# EDA of Hotel Booking's Demand 

This project aims to create meaningful estimators from the data set we have and to perform Exploratory Data Analysis so that if anyone who wishes to proceed with the Machine Learning Model, can do so.

This data set contains a single file that compares various booking information between two hotels: a city hotel and a resort hotel. Both hotels are located in Portugal (southern Europe) (“H1 at the resort region of Algarve and H2 at the city of Lisbon”).

This dataset can be downloaded from [HERE](https://www.sciencedirect.com/science/article/pii/S2352340918315191)

The tools for data analysis used in this project are the packages Numpy and Pandas, and to visualize and explore the data: Matplotlib and Seaborn.

We try to answer these questions:


1.  **Where do the guests come from?**
2.  **How much do guests pay for a room per night?**
3.  **How does the price per night vary over the year?**
4.  **Which are the busiest months for hotel bookings?**
5.  **How long do people typically stay at the hotels?**
6.  **What are the booking patterns by market segment?**
7.  **How many bookings were canceled, and which month had the highest number of cancellations?**
8.  **Is there a repeated guest effect on cancellations?**
9.  **What is the relationship between the number of nights spent at hotels and booking types (resort vs. city)?**
10.  **How does the deposit affect cancellations, and is there a difference by market segment?**

Let's start. 

#### Import all necessary libraries

In [1]:
import pandas as pd  # Used for data manipulation and analysis
import numpy as np  # Used for scientific computing
import matplotlib.pyplot as plt  # Used for plotting graphs
import seaborn as sns  # Used for plotting graphs


Let's import and display the data set.

In [4]:
# Read the dataset into a dataframe named data
data = pd.read_csv("../Hotels_Analysis/dataset/hotel_bookings.csv")

In [9]:
# Let's see number of rows and columns in our dataset
data.shape

(119390, 32)

So we have 119390 rows and 32 columnsm, which is a lot of data to work with.
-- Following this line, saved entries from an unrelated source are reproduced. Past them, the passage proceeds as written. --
// SPDX-License-Identifier: Apache-2.0

//! M extension: multiply and divide.

use super::*;
use crate::decode::*;
use crate::hart::Hart;
use crate::trap::Trap;

pub fn populate<const RV64: bool>(dec: &mut Decoder) {
    dec.set_f7(OP_OP, 0, 1, mul::<RV64>);
    dec.set_f7(OP_OP, 1, 1, mulh::<RV64>);
    dec.set_f7(OP_OP, 2, 1, mulhsu::<RV64>);
    dec.set_f7(OP_OP, 3, 1, mulhu::<RV64>);
    dec.set_f7(OP_OP, 4, 1, div::<RV64>);
    dec.set_f7(OP_OP, 5, 1, divu::<RV64>);
    dec.set_f7(OP_OP, 6, 1, rem::<RV64>);
    dec.set_f7(OP_OP, 7, 1, remu::<RV64>);
    if RV64 {
        dec.set_f7(OP_OP_32, 0, 1, mulw);
        dec.set_f7(OP_OP_32, 4, 1, divw);
        dec.set_f7(OP_OP_32, 5, 1, divuw);
        dec.set_f7(OP_OP_32, 6, 1, remw);
        dec.set_f7(OP_OP_32, 7, 1, remuw);
    }
}

fn check_f7(insn: u32) -> Result<(), Trap> {
    if funct7(insn) != 1 { Err(Trap::illegal(insn)) } else { Ok(()) }
}

fn mul<const RV64: bool>(hart: &mut Hart, insn: u32) -> Result<(), Trap> {
    check_f7(insn)?;
    let val = hart.x(rs1(insn)).wrapping_mul(hart.x(rs2(insn)));
    hart.set_x(rd(insn), sext_xlen::<RV64>(val));
    hart.advance(4);
    Ok(())
}

fn mulh<const RV64: bool>(hart: &mut Hart, insn: u32) -> Result<(), Trap> {
    check_f7(insn)?;
    let (a, b) = (hart.x(rs1(insn)), hart.x(rs2(insn)));
    let val = if RV64 {
        ((a as i64 as i128 * b as i64 as i128) >> 64) as u64
    } else {
        ((a as i32 as i64 * b as i32 as i64) >> 32) as u64
    };
    hart.set_x(rd(insn), sext_xlen::<RV64>(val));
    hart.advance(4);
    Ok(())
}

fn mulhsu<const RV64: bool>(hart: &mut Hart, insn: u32) -> Result<(), Trap> {
    check_f7(insn)?;
    let (a, b) = (hart.x(rs1(insn)), hart.x(rs2(insn)));
    let val = if RV64 {
        ((a as i64 as i128 * b as u128 as i128) >> 64) as u64
    } else {
        ((a as i32 as i64 * b as u32 as i64) >> 32) as u64
    };
    hart.set_x(rd(insn), sext_xlen::<RV64>(val));
    hart.advance(4);
    Ok(())
}

fn mulhu<const RV64: bool>(hart: &mut Hart, insn: u32) -> Result<(), Trap> {
    check_f7(insn)?;
    let (a, b) = (hart.x(rs1(insn)), hart.x(rs2(insn)));
    let val = if RV64 {
        ((a as u128 * b as u128) >> 64) as u64
    } else {
        ((a as u32 as u64 * b as u32 as u64) >> 32) as u64
    };
    hart.set_x(rd(insn), sext_xlen::<RV64>(val));
    hart.advance(4);
    Ok(())
}

/// Signed division per the ISA: x/0 = -1, overflow (MIN / -1) = MIN.
fn sdiv(a: i64, b: i64) -> i64 {
    if b == 0 {
        -1
    } else if a == i64::MIN && b == -1 {
        a
    } else {
        a / b
    }
}

fn srem(a: i64, b: i64) -> i64 {
    if b == 0 {
        a
    } else if a == i64::MIN && b == -1 {
        0
    } else {
        a % b
    }
}

fn div<const RV64: bool>(hart: &mut Hart, insn: u32) -> Result<(), Trap> {
    check_f7(insn)?;
    let (a, b) = (hart.x(rs1(insn)), hart.x(rs2(insn)));
    let val = if RV64 {
        sdiv(a as i64, b as i64) as u64
    } else {
        sdiv32(a as i32, b as i32) as i64 as u64
    };
    hart.set_x(rd(insn), sext_xlen::<RV64>(val));
    hart.advance(4);
    Ok(())
}

fn divu<const RV64: bool>(hart: &mut Hart, insn: u32) -> Result<(), Trap> {
    check_f7(insn)?;
    let (a, b) = (hart.x(rs1(insn)), hart.x(rs2(insn)));
    let val = if RV64 {
        if b == 0 { u64::MAX } else { a / b }
    } else {
        let (a, b) = (a as u32, b as u32);
        (if b == 0 { u32::MAX } else { a / b }) as u64
    };
    hart.set_x(rd(insn), sext_xlen::<RV64>(val));
    hart.advance(4);
    Ok(())
}

fn rem<const RV64: bool>(hart: &mut Hart, insn: u32) -> Result<(), Trap> {
    check_f7(insn)?;
    let (a, b) = (hart.x(rs1(insn)), hart.x(rs2(insn)));
    let val = if RV64 {
        srem(a as i64, b as i64) as u64
    } else {
        srem32(a as i32, b as i32) as i64 as u64
    };
    hart.set_x(rd(insn), sext_xlen::<RV64>(val));
    hart.advance(4);
    Ok(())
}

fn remu<const RV64: bool>(hart: &mut Hart, insn: u32) -> Result<(), Trap> {
    check_f7(insn)?;
    let (a, b) = (hart.x(rs1(insn)), hart.x(rs2(insn)));
    let val = if RV64 {
        if b == 0 { a } else { a % b }
    } else {
        let (a, b) = (a as u32, b as u32);
        (if b == 0 { a } else { a % b }) as u64
    };
    hart.set_x(rd(insn), sext_xlen::<RV64>(val));
    hart.advance(4);
    Ok(())
}

fn sdiv32(a: i32, b: i32) -> i32 {
    if b == 0 {
        -1
    } else if a == i32::MIN && b == -1 {
        a
    } else {
        a / b
    }
}

fn srem32(a: i32, b: i32) -> i32 {
    if b == 0 {
        a
    } else if a == i32::MIN && b == -1 {
        0
    } else {
        a % b
    }
}

fn mulw(hart: &mut Hart, insn: u32) -> Result<(), Trap> {
    check_f7(insn)?;
    let val = (hart.x(rs1(insn)) as u32).wrapping_mul(hart.x(rs2(insn)) as u32);
    hart.set_x(rd(insn), val as i32 as i64 as u64);
    hart.advance(4);
    Ok(())
}

fn divw(hart: &mut Hart, insn: u32) -> Result<(), Trap> {
    check_f7(insn)?;
    let val = sdiv32(hart.x(rs1(insn)) as i32, hart.x(rs2(insn)) as i32);
    hart.set_x(rd(insn), val as i64 as u64);
    hart.advance(4);
    Ok(())
}

fn divuw(hart: &mut Hart, insn: u32) -> Result<(), Trap> {
    check_f7(insn)?;
    let (a, b) = (hart.x(rs1(insn)) as u32, hart.x(rs2(insn)) as u32);
    let val = if b == 0 { u32::MAX } else { a / b };
    hart.set_x(rd(insn), val as i32 as i64 as u64);
    hart.advance(4);
    Ok(())
}

fn remw(hart: &mut Hart, insn: u32) -> Result<(), Trap> {
    check_f7(insn)?;
    let val = srem32(hart.x(rs1(insn)) as i32, hart.x(rs2(insn)) as i32);
    hart.set_x(rd(insn), val as i64 as u64);
    hart.advance(4);
    Ok(())
}

fn remuw(hart: &mut Hart, insn: u32) -> Result<(), Trap> {
    check_f7(insn)?;
    let (a, b) = (hart.x(rs1(insn)) as u32, hart.x(rs2(insn)) as u32);
    let val = if b == 0 { a } else { a % b };
    hart.set_x(rd(insn), val as i32 as i64 as u64);
    hart.advance(4);
    Ok(())
}
#[cfg(test)]
mod tests {
    use super::*;
    use crate::hart::HartShared;
    use crate::mem::AddressSpace;
    use std::sync::Arc;

    fn hart(rv64: bool) -> Hart {
        let mem = Arc::new(AddressSpace::new(crate::RAM_BASE, 0x10000).unwrap());
        Hart::new(mem, Arc::new(HartShared::new(3)), rv64)
    }

    fn swap(hart: &mut Hart, id: u32, val: u64) -> Option<u64> {
        let mut v = val;
        hart.csr_op(id, &mut v, CsrOp::Swap).then(|| v)
    }

    fn read(hart: &mut Hart, id: u32) -> Option<u64> {
        let mut v = 0;
        hart.csr_op(id, &mut v, CsrOp::SetBits).then(|| v)
    }

    #[test]
    fn unknown_csr_fails() {
        let mut hart = hart(true);
        assert!(read(&mut hart, 0x123).is_none());
    }

    #[test]
    fn privilege_gate() {
        let mut hart = hart(true);
        hart.prv = Privilege::User;
        assert!(read(&mut hart, CSR_MSTATUS).is_none());
        assert!(read(&mut hart, CSR_SSCRATCH).is_none());
        hart.prv = Privilege::Supervisor;
        assert!(read(&mut hart, CSR_SSCRATCH).is_some());
        assert!(read(&mut hart, CSR_MSTATUS).is_none());
    }

    #[test]
    fn read_only_rejects_writes() {
        let mut hart = hart(true);
        assert!(swap(&mut hart, CSR_MHARTID, 0).is_none());
        let mut v = 1;
        assert!(!hart.csr_op(CSR_MHARTID, &mut v, CsrOp::SetBits));
        // A zero set/clear is a plain read.
        assert_eq!(read(&mut hart, CSR_MHARTID), Some(3));
        assert_eq!(read(&mut hart, CSR_MVENDORID), Some(0));
    }

    #[test]
    fn scratch_swap_round_trip() {
        let mut hart = hart(true);
        assert_eq!(swap(&mut hart, CSR_MSCRATCH, 0x1234), Some(0));
        assert_eq!(swap(&mut hart, CSR_MSCRATCH, 0), Some(0x1234));
        let mut v = 0xF0;
        assert!(hart.csr_op(CSR_MSCRATCH, &mut v, CsrOp::SetBits));
        let mut v = 0x10;
        assert!(hart.csr_op(CSR_MSCRATCH, &mut v, CsrOp::ClearBits));
        assert_eq!(read(&mut hart, CSR_MSCRATCH), Some(0xE0));
    }

    #[test]
    fn mstatus_sd_is_read_only_and_mpp_warl() {
        let mut hart = hart(true);
        let before = read(&mut hart, CSR_MSTATUS).unwrap();
        // Scenario: writing only the SD bit changes nothing it shouldn't.
        let old = swap(&mut hart, CSR_MSTATUS, 1 << 63).unwrap();
        assert_eq!(old, before);
        let now = read(&mut hart, CSR_MSTATUS).unwrap();
        assert_eq!(now & STATUS_FS, 0, "FS was cleared by the write");
        assert_eq!(now & (1 << 63), 0, "SD follows FS, not the write");
        // MPP=2 is reserved; the old value is kept.
        swap(&mut hart, CSR_MSTATUS, 3 << 11).unwrap();
        swap(&mut hart, CSR_MSTATUS, 2 << 11).unwrap();
        assert_eq!(read(&mut hart, CSR_MSTATUS).unwrap() & STATUS_MPP, 3 << 11);
    }

    #[test]
    fn fs_dirty_sets_sd() {
        let mut hart = hart(true);
        swap(&mut hart, CSR_FCSR, 0x1).unwrap();
        let status = read(&mut hart, CSR_MSTATUS).unwrap();
        assert_eq!(status & STATUS_FS, STATUS_FS);
        assert_ne!(status & (1 << 63), 0);
    }

    #[test]
    fn fflags_frm_fcsr_views() {
        let mut hart = hart(true);
        swap(&mut hart, CSR_FCSR, 0b101_11011).unwrap();
        assert_eq!(read(&mut hart, CSR_FFLAGS), Some(0b11011));
        assert_eq!(read(&mut hart, CSR_FRM), Some(0b101));
        swap(&mut hart, CSR_FRM, 0b010).unwrap();
        assert_eq!(read(&mut hart, CSR_FCSR), Some(0b010_11011));
        // FS off: the whole FPU CSR window is illegal.
        hart.write_status(hart.csr.status & !STATUS_FS, STATUS_FS);
        assert!(read(&mut hart, CSR_FFLAGS).is_none());
    }

    #[test]
    fn sstatus_is_a_window() {
        let mut hart = hart(true);
        swap(&mut hart, CSR_MSTATUS, STATUS_MIE | STATUS_SIE | STATUS_SUM).unwrap();
        let sview = read(&mut hart, CSR_SSTATUS).unwrap();
        assert_ne!(sview & STATUS_SIE, 0);
        assert_ne!(sview & STATUS_SUM, 0);
        assert_eq!(sview & STATUS_MIE, 0, "MIE must not leak into sstatus");
        // Writing sstatus cannot touch MIE.
        swap(&mut hart, CSR_SSTATUS, 0).unwrap();
        assert_ne!(read(&mut hart, CSR_MSTATUS).unwrap() & STATUS_MIE, 0);
    }

    #[test]
    fn satp_warl_ignores_bad_mode() {
        let mut hart = hart(true);
        let ppn = (crate::RAM_BASE + 0x1000) >> 12;
        assert_eq!(swap(&mut hart, CSR_SATP, (8 << 60) | ppn), Some(0));
        assert_eq!(hart.mmu_mode, MmuMode::Sv39);
        assert_eq!(hart.root_pt, crate::RAM_BASE + 0x1000);
        // Sv32 on RV64 is unsupported: write ignored wholesale.
        swap(&mut hart, CSR_SATP, 1 << 60).unwrap();
        assert_eq!(hart.mmu_mode, MmuMode::Sv39);
        assert_eq!(read(&mut hart, CSR_SATP), Some((8 << 60) | ppn));
    }

    #[test]
    fn satp_tvm_traps_from_s() {
        let mut hart = hart(true);
        swap(&mut hart, CSR_MSTATUS, STATUS_TVM).unwrap();
        hart.prv = Privilege::Supervisor;
        assert!(read(&mut hart, CSR_SATP).is_none());
    }

    #[test]
    fn time_gating_by_counteren() {
        let mut hart = hart(true);
        assert!(read(&mut hart, CSR_TIME).is_some());
        hart.prv = Privilege::Supervisor;
        assert!(read(&mut hart, CSR_TIME).is_none());
        hart.prv = Privilege::Machine;
        swap(&mut hart, CSR_MCOUNTEREN, COUNTEREN_TM as u64).unwrap();
        hart.prv = Privilege::Supervisor;
        assert!(read(&mut hart, CSR_TIME).is_some());
        hart.prv = Privilege::User;
        assert!(read(&mut hart, CSR_TIME).is_none());
    }

    #[test]
    fn stimecmp_arms_supervisor_timer() {
        let mut hart = hart(true);
        // Sstc disabled: S-mode access is illegal.
        hart.prv = Privilege::Supervisor;
        assert!(read(&mut hart, CSR_STIMECMP).is_none());
        hart.prv = Privilege::Machine;
        swap(&mut hart, CSR_MENVCFG, MENVCFG_STCE).unwrap();
        hart.prv = Privilege::Supervisor;
        swap(&mut hart, CSR_STIMECMP, 0).unwrap();
        assert_ne!(
            hart.shared.pending_bits(true) & crate::trap::Interrupt::SupervisorTimer.mask(),
            0
        );
        swap(&mut hart, CSR_STIMECMP, u64::MAX).unwrap();
        assert_eq!(
            hart.shared.pending_bits(true) & crate::trap::Interrupt::SupervisorTimer.mask(),
            0
        );
    }

    #[test]
    fn seed_requires_write_and_gate() {
        let mut hart = hart(true);
        assert!(read(&mut hart, CSR_SEED).is_none(), "seed reads must use a write op");
        let v = swap(&mut hart, CSR_SEED, 0).unwrap();
        assert_eq!(v >> 30, 0b10, "OPST must be ES16");
        hart.prv = Privilege::User;
        assert!(swap(&mut hart, CSR_SEED, 0).is_none());
        hart.prv = Privilege::Machine;
        swap(&mut hart, CSR_MSECCFG, MSECCFG_USEED).unwrap();
        hart.prv = Privilege::User;
        assert!(swap(&mut hart, CSR_SEED, 0).is_some());
        // CSRRW with rd = x0 suppresses the read leg: the access still
        // succeeds but returns nothing and consumes no entropy.
        let mut v = 7;
        assert!(hart.csr_access(CSR_SEED, &mut v, CsrOp::Swap, false));
        assert_eq!(v, 0);
        // The gates are not relaxed by the suppressed read.
        hart.prv = Privilege::Supervisor;
        let mut v = 0;
        assert!(!hart.csr_access(CSR_SEED, &mut v, CsrOp::Swap, false));
    }

    #[test]
    fn rv32_sign_extends_results() {
        let mut hart = hart(false);
        swap(&mut hart, CSR_MSCRATCH, 0x8000_0000).unwrap();
        assert_eq!(read(&mut hart, CSR_MSCRATCH), Some(0xFFFF_FFFF_8000_0000));
        // High-half counter views exist on RV32 only.
        assert!(read(&mut hart, CSR_MCYCLEH).is_some());
        let mut hart64 = self::hart(true);
        assert!(read(&mut hart64, CSR_MCYCLEH).is_none());
    }

    #[test]
    fn misa_mxl_switches_xlen() {
        let mut hart = hart(true);
        let misa = read(&mut hart, CSR_MISA).unwrap();
        assert_eq!(misa >> 62, 2);
        assert_ne!(misa & (1 << 2), 0, "C extension advertised");
        swap(&mut hart, CSR_MISA, (1 << 62) | (misa & 0x3FF_FFFF)).unwrap();
        assert!(!hart.rv64());
        // Back to RV64: the MXL field now sits at bit 30.
        let misa32 = read(&mut hart, CSR_MISA).unwrap() as u32 as u64;
        assert_eq!(misa32 >> 30, 1);
        swap(&mut hart, CSR_MISA, 2 << 30).unwrap();
        assert!(hart.rv64());
    }

    #[test]
    fn mip_software_bits() {
        let mut hart = hart(true);
        swap(&mut hart, CSR_MIP, 1 << 1).unwrap();
        assert_ne!(hart.shared.ip_raw() & (1 << 1), 0);
        swap(&mut hart, CSR_MIP, 0).unwrap();
        assert_eq!(hart.shared.ip_raw() & (1 << 1), 0);
        // MSIP is not software-writable through mip.
        swap(&mut hart, CSR_MIP, 1 << 3).unwrap();
        assert_eq!(hart.shared.ip_raw() & (1 << 3), 0);
    }
}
#### Let's see first few rows of the data set.

In [3]:
# Display top 5 rows of the table.
data.head(5)


Unnamed: 0,hotel,is_canceled,lead_time,arrival_date_year,arrival_date_month,arrival_date_week_number,arrival_date_day_of_month,stays_in_weekend_nights,stays_in_week_nights,adults,...,deposit_type,agent,company,days_in_waiting_list,customer_type,adr,required_car_parking_spaces,total_of_special_requests,reservation_status,reservation_status_date
0,Resort Hotel,0,342,2015,July,27,1,0,0,2,...,No Deposit,,,0,Transient,0.0,0,0,Check-Out,2015-07-01
1,Resort Hotel,0,737,2015,July,27,1,0,0,2,...,No Deposit,,,0,Transient,0.0,0,0,Check-Out,2015-07-01
2,Resort Hotel,0,7,2015,July,27,1,0,1,1,...,No Deposit,,,0,Transient,75.0,0,0,Check-Out,2015-07-02
3,Resort Hotel,0,13,2015,July,27,1,0,1,1,...,No Deposit,304.0,,0,Transient,75.0,0,0,Check-Out,2015-07-02
4,Resort Hotel,0,14,2015,July,27,1,0,2,2,...,No Deposit,240.0,,0,Transient,98.0,0,1,Check-Out,2015-07-03


#### Data Pre-processing

Let's copy our dataset so that our original dataset remains unchanged. 

In [5]:
# Copy the dataset
df = data.copy()


Let's check for missing values in our dataset.

In [10]:
# Find the missing value, show the total null values for each column
# We'll sort it in descending order as we have too many columns in our dataset.
df.isnull().sum().sort_values(ascending=False)[:10]


company                   112593
agent                      16340
country                      488
children                       4
reserved_room_type             0
assigned_room_type             0
booking_changes                0
deposit_type                   0
hotel                          0
previous_cancellations         0
dtype: int64

So we do have null values in our dataset. Let's try to handle them  <br />

In the `agent` and the `company` column, we have id_number for each agent or company, so for all the missing values, we will just replace it with 0.

In [11]:
# Replace missing values in `agent` and `company` columns with 0.0`
df[['agent', 'company']] = df[['agent', 'company']].fillna(0.0)

`Children` column contains the count of children, so we will replace all the missing values with the rounded mean value.

In [12]:
# Replace the null values in Children column with the mean.
df["children"].fillna(round(data.children.mean()), inplace=True)

As `Country` column is a catagorical column, we will replace the missing values with the most frequent country, or **MODE**. Mode is the value that appears most frequently in a data set.

In [13]:
# Replace missing values in the country column with the mode.
df['country'].fillna(data.country.mode().to_string(), inplace=True)

In [22]:
# Check the data with no adults, no children and no babies
df[(df.adults+df.children+df.babies) == 0].shape

(180, 32)

So we have 180 such rows, which is a very small number compared to the total number of rows in our dataset, so we can drop these rows.

In [24]:
# Drop the data with no adults, no children and no babies
df.drop(df[(df.adults+df.children+df.babies) == 0].index, inplace=True)